#### WHAT YOU SHOULD DO
If a line in the records below contains the word "None", copy it.

#### DATASET ENTRIES
//! Mission progress records and the CSV flight log

use std::fs::File;
use std::io::{BufWriter, Write};
use std::path::Path;

use serde::{Deserialize, Serialize};

use crate::error::Result;
use crate::geo::Position;
use crate::types::{MissionOutcome, MissionState};

/// Progress after one waypoint
#[derive(Debug, Clone, PartialEq, Serialize, Deserialize)]
pub struct WaypointReport {
    /// Position in the sweep order, starting at 0
    pub index: u64,
    pub row: u32,
    pub column: u32,
    pub latitude_deg: f64,
    pub longitude_deg: f64,
    pub altitude_m: f64,
    /// Distance from the previous position to this waypoint
    pub leg_distance_m: f64,
    pub total_distance_m: f64,
    /// Battery estimate after flying the leg
    pub remaining_percent: f64,
    pub distance_to_home_m: f64,
    pub required_to_return_percent: f64,
}

/// Summary of a mission that ended without a vehicle failure
#[derive(Debug, Clone, PartialEq, Serialize)]
pub struct MissionReport {
    pub outcome: MissionOutcome,
    /// Home position; `None` when the mission stopped before takeoff
    pub home: Option<Position>,
    pub starting_battery_percent: Option<f64>,
    pub final_remaining_percent: Option<f64>,
    pub total_distance_m: f64,
    pub waypoints_planned: u64,
    pub waypoints: Vec<WaypointReport>,
}

impl MissionReport {
    pub fn waypoints_visited(&self) -> u64 {
        self.waypoints.len() as u64
    }

    /// Share of planned waypoints that were visited, 0.0 to 1.0
    pub fn coverage(&self) -> f64 {
        if self.waypoints_planned == 0 {
            return 1.0;
        }
        self.waypoints_visited() as f64 / self.waypoints_planned as f64
    }

    /// Writes a statistics header followed by one CSV row per waypoint
    pub fn write_csv<W: Write>(&self, mut writer: W) -> Result<()> {
        writeln!(writer, "# Statistics")?;
        writeln!(writer, "# Outcome: {}", self.outcome)?;
        writeln!(
            writer,
            "# Waypoints visited: {}/{}",
            self.waypoints_visited(),
            self.waypoints_planned
        )?;
        writeln!(writer, "# Total distance: {:.2} m", self.total_distance_m)?;
        if let Some(start) = self.starting_battery_percent {
            writeln!(writer, "# Starting battery: {:.2}%", start)?;
        }
        if let Some(remaining) = self.final_remaining_percent {
            writeln!(writer, "# Final battery estimate: {:.2}%", remaining)?;
        }

        let mut csv_writer = csv::Writer::from_writer(writer);
        if self.waypoints.is_empty() {
            csv_writer.write_record(WAYPOINT_COLUMNS)?;
        }
        for waypoint in &self.waypoints {
            csv_writer.serialize(waypoint)?;
        }
        csv_writer.flush()?;
        Ok(())
    }

    /// Writes the flight log to `path`
    pub fn save_csv<P: AsRef<Path>>(&self, path: P) -> Result<()> {
        let file = File::create(path)?;
        self.write_csv(BufWriter::new(file))
    }
}

const WAYPOINT_COLUMNS: [&str; 11] = [
    "index",
    "row",
    "column",
    "latitude_deg",
    "longitude_deg",
    "altitude_m",
    "leg_distance_m",
    "total_distance_m",
    "remaining_percent",
    "distance_to_home_m",
    "required_to_return_percent",
];

/// Observer view of a running mission
#[derive(Debug, Clone, PartialEq, Serialize)]
pub struct MissionSnapshot {
    pub state: MissionState,
    pub waypoints_visited: u64,
    pub waypoints_total: u64,
    pub remaining_percent: Option<f64>,
    pub distance_to_home_m: Option<f64>,
    pub total_distance_m: f64,
    pub outcome: Option<MissionOutcome>,
    /// Error text once the mission has failed
    pub failure: Option<String>,
}

impl MissionSnapshot {
    pub fn idle(waypoints_total: u64) -> Self {
        Self {
            state: MissionState::Idle,
            waypoints_visited: 0,
            waypoints_total,
            remaining_percent: None,
            distance_to_home_m: None,
            total_distance_m: 0.0,
            outcome: None,
            failure: None,
        }
    }
}
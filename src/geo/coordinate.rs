use serde::{Deserialize, Serialize};

use crate::geo::haversine;

/// A point on the Earth's surface in WGS84 degrees
#[derive(Debug, Clone, Copy, PartialEq, Serialize, Deserialize)]
pub struct Coordinate {
    pub latitude_deg: f64,
    pub longitude_deg: f64,
}

impl Coordinate {
    /// Creates a coordinate from latitude/longitude in degrees
    pub fn new(latitude_deg: f64, longitude_deg: f64) -> Self {
        Self { latitude_deg, longitude_deg }
    }

    /// Great-circle distance to `other` in meters
    pub fn distance_to(&self, other: &Coordinate) -> f64 {
        haversine::distance(*self, *other)
    }

    /// Returns the coordinate shifted by a linear offset in meters
    pub fn offset(&self, d_lat_m: f64, d_lon_m: f64) -> Coordinate {
        haversine::offset_to_coordinate(*self, d_lat_m, d_lon_m)
    }
}

impl std::fmt::Display for Coordinate {
    fn fmt(&self, f: &mut std::fmt::Formatter<'_>) -> std::fmt::Result {
        write!(f, "({:.7}, {:.7})", self.latitude_deg, self.longitude_deg)
    }
}

/// Position telemetry: a coordinate plus altitude above mean sea level
#[derive(Debug, Clone, Copy, PartialEq, Serialize, Deserialize)]
pub struct Position {
    pub coordinate: Coordinate,
    pub absolute_altitude_m: f64,
}

impl Position {
    pub fn new(coordinate: Coordinate, absolute_altitude_m: f64) -> Self {
        Self { coordinate, absolute_altitude_m }
    }
}
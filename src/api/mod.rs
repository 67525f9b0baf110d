//! Operator HTTP API: plan preview, mission start, status and abort

pub mod handlers;
pub mod models;
pub mod routes;

pub use handlers::AppState;
pub use routes::create_router;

#### FINISHED TASK
    /// Home position; `None` when the mission stopped before takeoff
            remaining_percent: None,
            distance_to_home_m: None,
            outcome: None,
            failure: None,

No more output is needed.